Using Quasispecies Patterns of Hepatitis B Virus to Predict Hepatocellular Carcinoma With Deep Sequencing and Machine Learning
Shipeng Chen, Zihan Zhang, Ying Wang, Meng Fang, Jun Zhou, Ya Li, Erhei Dai, Zhaolei Feng, Hao Wang, Zaixing Yang, Yongwei Li, Xianzhang Huang, Jian-an Jia, Shuang Li, Chenjun Huang, Lin Tong, Xiao Xiao, Yutong He, Yong Duan, Shanfeng Zhu, Chunfang Gao
Abstract
BACKGROUND: Hepatitis B virus (HBV) infection is one of the main leading causes of hepatocellular carcinoma (HCC) worldwide. However, it remains uncertain how the reverse-transcriptase (rt) gene contributes to HCC progression. METHODS: We enrolled a total of 307 patients with chronic hepatitis B (CHB) and 237 with HBV-related HCC from 13 medical centers.
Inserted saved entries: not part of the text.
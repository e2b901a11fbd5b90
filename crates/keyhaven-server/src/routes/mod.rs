//! HTTP route tree.

use std::sync::Arc;

use axum::http::HeaderValue;
use axum::Router;
use tower_http::cors::{Any, CorsLayer};
use tower_http::set_header::SetResponseHeaderLayer;
use tower_http::trace::TraceLayer;

use crate::state::AppState;

pub mod orgs;
pub mod secrets;

/// Build the full application router.
pub fn router(state: Arc<AppState>) -> Router {
    let cors = CorsLayer::new()
        .allow_origin(Any)
        .allow_methods([
            axum::http::Method::GET,
            axum::http::Method::POST,
            axum::http::Method::PUT,
            axum::http::Method::DELETE,
        ])
        .allow_headers([
            axum::http::header::CONTENT_TYPE,
            axum::http::HeaderName::from_static(crate::principal::PRINCIPAL_HEADER),
        ]);

    Router::new()
        .nest("/v1/secrets", secrets::router())
        .nest("/v1/orgs", orgs::router())
        .layer(TraceLayer::new_for_http())
        .layer(cors)
        .layer(SetResponseHeaderLayer::overriding(
            axum::http::header::X_CONTENT_TYPE_OPTIONS,
            HeaderValue::from_static("nosniff"),
        ))
        .layer(SetResponseHeaderLayer::overriding(
            axum::http::header::CACHE_CONTROL,
            HeaderValue::from_static("no-store"),
        ))
        .with_state(state)
}
//! Organization-scoped routes: `/v1/orgs/*`
//!
//! Project secret listings, bulk export, and the audit log.

use std::sync::Arc;

use axum::extract::{Path, Query, State};
use axum::routing::get;
use axum::{Json, Router};
use serde::{Deserialize, Serialize};
use uuid::Uuid;

use keyhaven_core::{render, BulkExportFailure, ExportFormat, SecretMeta};
use keyhaven_store::models::AuditRow;

use crate::error::ApiError;
use crate::principal::Principal;
use crate::state::AppState;

/// Build the `/v1/orgs` router.
///
/// Paths:
/// - `GET  /v1/orgs/{org_id}/projects/{project_id}/secrets` — list metadata
/// - `POST /v1/orgs/{org_id}/export` — bulk export decrypted values
/// - `GET  /v1/orgs/{org_id}/audit` — page through the audit log
pub fn router() -> Router<Arc<AppState>> {
    Router::new()
        .route("/{org_id}/projects/{project_id}/secrets", get(list_secrets))
        .route("/{org_id}/export", axum::routing::post(export_secrets))
        .route("/{org_id}/audit", get(list_audit))
}

// ── Request / response types ─────────────────────────────────────────

#[derive(Debug, Serialize)]
pub struct SecretListResponse {
    pub secrets: Vec<SecretMeta>,
}

#[derive(Debug, Deserialize)]
pub struct ExportBody {
    pub secret_ids: Vec<Uuid>,
    /// `json`, `csv`, or `dotenv`.
    pub format: String,
}

#[derive(Debug, Serialize)]
pub struct ExportResponse {
    /// The decrypted records rendered in the requested format.
    pub rendered: String,
    pub requested: usize,
    pub exported: usize,
    pub failures: Vec<BulkExportFailure>,
}

#[derive(Debug, Deserialize)]
pub struct AuditQuery {
    pub limit: Option<i64>,
    pub offset: Option<i64>,
}

#[derive(Debug, Serialize)]
pub struct AuditListResponse {
    pub events: Vec<AuditRow>,
}

// ── Handlers ─────────────────────────────────────────────────────────

async fn list_secrets(
    State(state): State<Arc<AppState>>,
    Principal(principal): Principal,
    Path((org_id, project_id)): Path<(Uuid, Uuid)>,
) -> Result<Json<SecretListResponse>, ApiError> {
    let secrets = state
        .service
        .list_secrets(principal, org_id, project_id)
        .await?;
    Ok(Json(SecretListResponse { secrets }))
}

async fn export_secrets(
    State(state): State<Arc<AppState>>,
    Principal(principal): Principal,
    Path(org_id): Path<Uuid>,
    Json(body): Json<ExportBody>,
) -> Result<Json<ExportResponse>, ApiError> {
    let format: ExportFormat = body
        .format
        .parse()
        .map_err(ApiError::BadRequest)?;

    let export = state
        .service
        .bulk_export(principal, org_id, &body.secret_ids)
        .await?;

    Ok(Json(ExportResponse {
        rendered: render(format, &export.records),
        requested: export.requested,
        exported: export.exported,
        failures: export.failures,
    }))
}

const DEFAULT_AUDIT_PAGE: i64 = 50;
const MAX_AUDIT_PAGE: i64 = 500;

async fn list_audit(
    State(state): State<Arc<AppState>>,
    Principal(principal): Principal,
    Path(org_id): Path<Uuid>,
    Query(query): Query<AuditQuery>,
) -> Result<Json<AuditListResponse>, ApiError> {
    let limit = query
        .limit
        .unwrap_or(DEFAULT_AUDIT_PAGE)
        .clamp(1, MAX_AUDIT_PAGE);
    let offset = query.offset.unwrap_or(0).max(0);

    let events = state
        .service
        .list_audit(principal, org_id, limit, offset)
        .await?;
    Ok(Json(AuditListResponse { events }))
}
Sequence features comprised multidimensional attributes of rt nucleic acid and rt/s amino acid sequences. Machine-learning models were used to establish HCC predictive algorithms. Model performances were tested in the training and independent validation cohorts using receiver operating characteristic curves and calibration plots. RESULTS: A random forest (RF) model based on combined metrics (10 features) demonstrated the best predictive performances in both cross and independent validation (AUC, 0.96; accuracy, 0.90), irrespective of HBV genotypes and sequencing depth. Moreover, HCC risk scores for individuals obtained from the RF model (AUC, 0.966; 95% confidence interval, .922-.989) outperformed α-fetoprotein (0.713; .632-.784) in distinguishing between patients with HCC and those with CHB. CONCLUSIONS: Our study provides evidence for the first time that HBV rt sequences contain vital HBV quasispecies features in predicting HCC. Integrating deep sequencing with feature extraction and machine-learning models benefits the longitudinal surveillance of CHB and HCC risk assessment.